I was pretty low yesterday. And by low, I meant sad. I'm doubting myself and my art. I feel like I'm a fraud, as if I think deep down inside that I'm not good enough for people to notice my art.
I  have this attitude where whenever I start thinking like this, I end up not finishing anything and I'll just forget about my idea--- That once, really good idea that got me up early and excited in the morning, no it makes me doubt myself---and start feeling gloomy. But I thought, no, I will continue and I will keep pushing myself. 

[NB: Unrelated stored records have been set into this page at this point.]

//! Download jobs: resolve, download, post-process.
//!
//! A job runs its stages strictly in order (video, audio, then ffmpeg) and
//! stops at the first failure. Intermediate files from a failed stage are
//! left on disk.

use std::fmt;
use std::path::{Path, PathBuf};
use std::str::FromStr;
use std::sync::Arc;

use bili_platform::{
    CredentialStore, Delivery, MediaDescriptor, MediaPage, PlatformError, StreamResolver, StreamUrl,
};
use serde::{Deserialize, Serialize};
use tracing::{info, instrument, warn};

use crate::download::{DownloadError, Downloader};
use crate::error::{Error, Result};
use crate::filename::sanitize_filename;
use crate::progress::ProgressReporter;
use crate::transcode::{SUPPORTED_AUDIO_FORMATS, TranscodeError, Transcoder};

/// 1080P.
pub const DEFAULT_VIDEO_QUALITY: u32 = 80;
/// 128K.
pub const DEFAULT_AUDIO_QUALITY: u32 = 30216;

/// Anonymous sessions are capped below this tier.
const LOGIN_REQUIRED_QUALITY: u32 = 80;

#[derive(Debug, Clone, Copy, Default, PartialEq, Eq, Serialize, Deserialize)]
#[serde(rename_all = "lowercase")]
pub enum Container {
    #[default]
    Mp4,
    Flv,
}

impl Container {
    pub fn extension(self) -> &'static str {
        match self {
            Self::Mp4 => "mp4",
            Self::Flv => "flv",
        }
    }
}

impl fmt::Display for Container {
    fn fmt(&self, f: &mut fmt::Formatter<'_>) -> fmt::Result {
        f.write_str(self.extension())
    }
}

impl FromStr for Container {
    type Err = Error;

    fn from_str(s: &str) -> Result<Self> {
        match s.trim().to_ascii_lowercase().as_str() {
            "mp4" => Ok(Self::Mp4),
            "flv" => Ok(Self::Flv),
            other => Err(Error::invalid_job(format!("unsupported container `{other}`"))),
        }
    }
}

#[derive(Debug, Clone, PartialEq, Eq, Serialize, Deserialize)]
#[serde(tag = "mode", rename_all = "snake_case")]
pub enum DownloadMode {
    /// Video and audio merged into one file.
    Merged {
        video_quality: u32,
        audio_quality: u32,
        container: Container,
    },
    VideoOnly {
        video_quality: u32,
        container: Container,
    },
    /// Audio converted to one of [`SUPPORTED_AUDIO_FORMATS`].
    AudioOnly { audio_quality: u32, format: String },
}

impl Default for DownloadMode {
    fn default() -> Self {
        Self::Merged {
            video_quality: DEFAULT_VIDEO_QUALITY,
            audio_quality: DEFAULT_AUDIO_QUALITY,
            container: Container::Mp4,
        }
    }
}

impl DownloadMode {
    fn video_quality(&self) -> Option<u32> {
        match self {
            Self::Merged { video_quality, .. } | Self::VideoOnly { video_quality, .. } => {
                Some(*video_quality)
            }
            Self::AudioOnly { .. } => None,
        }
    }

    fn audio_quality(&self) -> Option<u32> {
        match self {
            Self::Merged { audio_quality, .. } | Self::AudioOnly { audio_quality, .. } => {
                Some(*audio_quality)
            }
            Self::VideoOnly { .. } => None,
        }
    }

    pub fn extension(&self) -> String {
        match self {
            Self::Merged { container, .. } | Self::VideoOnly { container, .. } => {
                container.extension().to_string()
            }
            Self::AudioOnly { format, .. } => format.to_ascii_lowercase(),
        }
    }
}

/// One part of one video, to be written into `output_dir`.
#[derive(Debug, Clone, PartialEq, Eq)]
pub struct DownloadJob {
    pub bvid: String,
    pub cid: u64,
    pub title: String,
    pub output_dir: PathBuf,
    pub mode: DownloadMode,
}

impl DownloadJob {
    /// The first part of `descriptor`.
    pub fn new(
        descriptor: &MediaDescriptor,
        output_dir: impl Into<PathBuf>,
        mode: DownloadMode,
    ) -> Self {
        Self {
            bvid: descriptor.bvid.clone(),
            cid: descriptor.cid,
            title: descriptor.title.clone(),
            output_dir: output_dir.into(),
            mode,
        }
    }

    /// A specific part of a multi-part video. The part title is appended
    /// unless the video has a single part.
    pub fn for_page(
        descriptor: &MediaDescriptor,
        page: &MediaPage,
        output_dir: impl Into<PathBuf>,
        mode: DownloadMode,
    ) -> Self {
        let title = if descriptor.pages.len() > 1 {
            format!("{} - P{} {}", descriptor.title, page.index, page.title)
        } else {
            descriptor.title.clone()
        };
        Self {
            bvid: descriptor.bvid.clone(),
            cid: page.cid,
            title,
            output_dir: output_dir.into(),
            mode,
        }
    }

    fn stem(&self) -> String {
        sanitize_filename(&self.title)
    }

    /// `<output_dir>/<stem><suffix>`.
    fn sibling(&self, suffix: &str) -> PathBuf {
        self.output_dir.join(format!("{}{suffix}", self.stem()))
    }

    pub fn output_path(&self) -> PathBuf {
        self.sibling(&format!(".{}", self.mode.extension()))
    }

    fn validate(&self) -> Result<()> {
        if let DownloadMode::AudioOnly { format, .. } = &self.mode
            && !SUPPORTED_AUDIO_FORMATS.contains(&format.to_ascii_lowercase().as_str())
        {
            return Err(TranscodeError::UnsupportedFormat(format.clone()).into());
        }
        Ok(())
    }
}

#[derive(Debug, Clone, PartialEq, Eq)]
pub struct JobOutput {
    pub path: PathBuf,
    /// Bytes transferred across all downloads of the job.
    pub downloaded: u64,
}

/// Runs [`DownloadJob`]s. Stateless between jobs, so independent jobs can run
/// concurrently.
#[derive(Clone)]
pub struct JobRunner {
    resolver: StreamResolver,
    downloader: Downloader,
    transcoder: Transcoder,
    store: Arc<CredentialStore>,
}

impl JobRunner {
    pub fn new(
        resolver: StreamResolver,
        downloader: Downloader,
        transcoder: Transcoder,
        store: Arc<CredentialStore>,
    ) -> Self {
        Self {
            resolver,
            downloader,
            transcoder,
            store,
        }
    }

    #[instrument(skip_all, fields(bvid = %job.bvid, cid = job.cid))]
    pub async fn run(&self, job: &DownloadJob, reporter: &ProgressReporter) -> Result<JobOutput> {
        job.validate()?;
        self.transcoder.ensure_available().await?;

        if let Some(quality) = job.mode.video_quality()
            && quality >= LOGIN_REQUIRED_QUALITY
            && !self.store.is_authenticated()
        {
            warn!(quality, "Not logged in; the platform may serve a lower quality");
        }

        let streams = self
            .resolver
            .resolve_urls(
                &job.bvid,
                job.cid,
                job.mode.video_quality().unwrap_or(DEFAULT_VIDEO_QUALITY),
                job.mode.audio_quality().unwrap_or(DEFAULT_AUDIO_QUALITY),
            )
            .await?;
        if streams.is_empty() {
            return Err(PlatformError::NotFound(format!(
                "no downloadable stream for {}/{}",
                job.bvid, job.cid
            ))
            .into());
        }

        tokio::fs::create_dir_all(&job.output_dir)
            .await
            .map_err(|source| DownloadError::Io {
                path: job.output_dir.clone(),
                source,
            })?;

        let output = job.output_path();
        let downloaded = match &job.mode {
            DownloadMode::Merged { container, .. } => {
                match (streams.delivery, &streams.video, &streams.audio) {
                    (Delivery::Dash, Some(video), Some(audio)) => {
                        self.merged(job, video, audio, *container, &output, reporter)
                            .await?
                    }
                    (_, Some(video), _) => self.single(job, video, &output, reporter).await?,
                    (_, None, _) => {
                        return Err(Error::invalid_job("the video has no video stream"));
                    }
                }
            }
            DownloadMode::VideoOnly { .. } => {
                let video = streams
                    .video
                    .as_ref()
                    .ok_or_else(|| Error::invalid_job("the video has no video stream"))?;
                self.single(job, video, &output, reporter).await?
            }
            DownloadMode::AudioOnly { format, .. } => {
                let audio = streams
                    .audio
                    .as_ref()
                    .ok_or_else(|| Error::invalid_job("the video has no separate audio stream"))?;
                let temp = job.sibling("_temp.m4s");
                let bytes = self.download(audio, &temp, "audio", reporter).await?;
                self.transcoder
                    .convert_audio(&temp, &output, format, reporter)
                    .await?;
                bytes
            }
        };

        info!(output = %output.display(), downloaded, "Job finished");
        Ok(JobOutput {
            path: output,
            downloaded,
        })
    }

    async fn merged(
        &self,
        job: &DownloadJob,
        video: &StreamUrl,
        audio: &StreamUrl,
        container: Container,
        output: &Path,
        reporter: &ProgressReporter,
    ) -> Result<u64> {
        let video_path = job.sibling("_video.m4s");
        let audio_path = job.sibling("_audio.m4s");

        let mut bytes = self.download(video, &video_path, "video", reporter).await?;
        bytes += self.download(audio, &audio_path, "audio", reporter).await?;

        match container {
            Container::Mp4 => {
                self.transcoder
                    .merge_video_audio(&video_path, &audio_path, output, reporter)
                    .await?;
            }
            Container::Flv => {
                let merged = job.sibling("_temp.mp4");
                self.transcoder
                    .merge_video_audio(&video_path, &audio_path, &merged, reporter)
                    .await?;
                self.transcoder
                    .convert_container(&merged, output, reporter)
                    .await?;
            }
        }
        Ok(bytes)
    }

    /// One stream remuxed into the output container: video-only DASH or
    /// legacy merged delivery.
    async fn single(
        &self,
        job: &DownloadJob,
        stream: &StreamUrl,
        output: &Path,
        reporter: &ProgressReporter,
    ) -> Result<u64> {
        let temp = job.sibling(&format!("_temp.{}", temp_extension(&stream.url)));
        let bytes = self.download(stream, &temp, "video", reporter).await?;
        self.transcoder
            .convert_container(&temp, output, reporter)
            .await?;
        Ok(bytes)
    }

    /// Try the primary URL, then each backup once. Local I/O failures are not
    /// retried.
    async fn download(
        &self,
        stream: &StreamUrl,
        dest: &Path,
        label: &str,
        reporter: &ProgressReporter,
    ) -> Result<u64> {
        let cookies = self.store.cookies();
        let mut last_error = None;

        for (attempt, url) in stream.candidates().enumerate() {
            match self
                .downloader
                .fetch(url, dest, cookies.as_ref(), label, reporter)
                .await
            {
                Ok(bytes) => return Ok(bytes),
                Err(e @ DownloadError::Io { .. }) => return Err(e.into()),
                Err(e) => {
                    warn!(attempt, label, error = %e, "Download attempt failed");
                    last_error = Some(e);
                }
            }
        }

        Err(last_error
            .map(Error::from)
            .unwrap_or_else(|| Error::invalid_job(format!("no URL for the {label} stream"))))
    }
}

/// Intermediate extension for a downloaded stream, from its URL path.
fn temp_extension(url: &str) -> &'static str {
    let path = url::Url::parse(url)
        .map(|u| u.path().to_ascii_lowercase())
        .unwrap_or_default();
    if path.ends_with(".flv") {
        "flv"
    } else if path.ends_with(".mp4") {
        "mp4"
    } else {
        "m4s"
    }
}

All those amazing artists I look up to, they didn't end up where they are now if they had given up. they kept pushing and so will I.

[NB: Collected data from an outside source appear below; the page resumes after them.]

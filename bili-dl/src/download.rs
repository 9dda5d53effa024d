//! Streaming HTTP download to a file.

use std::path::{Path, PathBuf};

use bili_platform::HttpSession;
use bili_platform::cookie_utils::CookieMap;
use futures::StreamExt;
use reqwest::StatusCode;
use reqwest::header::ACCEPT_ENCODING;
use tokio::fs::File;
use tokio::io::{AsyncWriteExt, BufWriter};
use tracing::{debug, instrument};

use crate::error::is_transient_status;
use crate::progress::{Progress, ProgressReporter};

/// Progress is reported every this many bytes when the size is unknown.
const INDETERMINATE_STEP: u64 = 1024 * 1024;

#[derive(Debug, thiserror::Error)]
pub enum DownloadError {
    #[error("HTTP request failed: {source}")]
    Network {
        #[from]
        source: reqwest::Error,
    },

    #[error("request failed with HTTP {status} for {url}")]
    HttpStatus { status: StatusCode, url: String },

    #[error("transfer ended after {received} of {expected} bytes")]
    Incomplete { expected: u64, received: u64 },

    #[error("I/O error on {}: {source}", path.display())]
    Io {
        path: PathBuf,
        source: std::io::Error,
    },
}

impl DownloadError {
    pub fn is_retryable(&self) -> bool {
        match self {
            Self::Network { .. } | Self::Incomplete { .. } => true,
            Self::HttpStatus { status, .. } => is_transient_status(*status),
            Self::Io { .. } => false,
        }
    }

    fn io(path: &Path) -> impl FnOnce(std::io::Error) -> Self + '_ {
        move |source| Self::Io {
            path: path.to_path_buf(),
            source,
        }
    }
}

/// Streams URLs to files through the shared session.
///
/// At most one attempt per call. A failed transfer leaves its partial file in
/// place.
#[derive(Debug, Clone)]
pub struct Downloader {
    session: HttpSession,
}

impl Downloader {
    pub fn new(session: HttpSession) -> Self {
        Self { session }
    }

    /// Download `url` into `dest`, returning the number of bytes written.
    ///
    /// Percent values are non-decreasing and end at 100. When the server sends
    /// no length, events carry `total == 0` until the final one.
    #[instrument(skip(self, url, dest, cookies, reporter), fields(dest = %dest.display()))]
    pub async fn fetch(
        &self,
        url: &str,
        dest: &Path,
        cookies: Option<&CookieMap>,
        label: &str,
        reporter: &ProgressReporter,
    ) -> Result<u64, DownloadError> {
        let response = self
            .session
            .stream_get(url, cookies)
            .header(ACCEPT_ENCODING, "identity")
            .send()
            .await?;

        let status = response.status();
        if !status.is_success() {
            return Err(DownloadError::HttpStatus {
                status,
                url: url.to_string(),
            });
        }

        let total = response.content_length().unwrap_or(0);
        debug!(total, "Download started");

        if let Some(parent) = dest.parent().filter(|p| !p.as_os_str().is_empty()) {
            tokio::fs::create_dir_all(parent)
                .await
                .map_err(DownloadError::io(dest))?;
        }
        let file = File::create(dest).await.map_err(DownloadError::io(dest))?;
        let mut writer = BufWriter::new(file);

        reporter.report(Progress::new(0, total, label));

        let mut stream = response.bytes_stream();
        let mut done: u64 = 0;
        let mut last_step: u64 = 0;

        while let Some(chunk) = stream.next().await {
            let chunk = chunk?;
            writer
                .write_all(&chunk)
                .await
                .map_err(DownloadError::io(dest))?;
            done += chunk.len() as u64;

            // Permille of the total, or MiB count when the total is unknown.
            let step = if total > 0 {
                (done.min(total) * 1000) / total
            } else {
                done / INDETERMINATE_STEP
            };
            if step > last_step {
                last_step = step;
                reporter.report(Progress::new(done, total, label));
            }
        }

        writer.flush().await.map_err(DownloadError::io(dest))?;

        if total > 0 && done != total {
            return Err(DownloadError::Incomplete {
                expected: total,
                received: done,
            });
        }

        reporter.report(Progress::complete(done, label));
        debug!(bytes = done, "Download finished");
        Ok(done)
    }
}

So, I kept pushing. Every time I'd look at my artwork and think "This is crappy" "no one will look at this" I will think back to myself and say That's not true. Not everyone can pick up a brush and start painting. They can but not everyone who does has the same outcome.
Now, this outcome might not be how it was in my head but still I made it. I created it. I painted it.
I think it's better to say "I did it!" rather than "I should've done it."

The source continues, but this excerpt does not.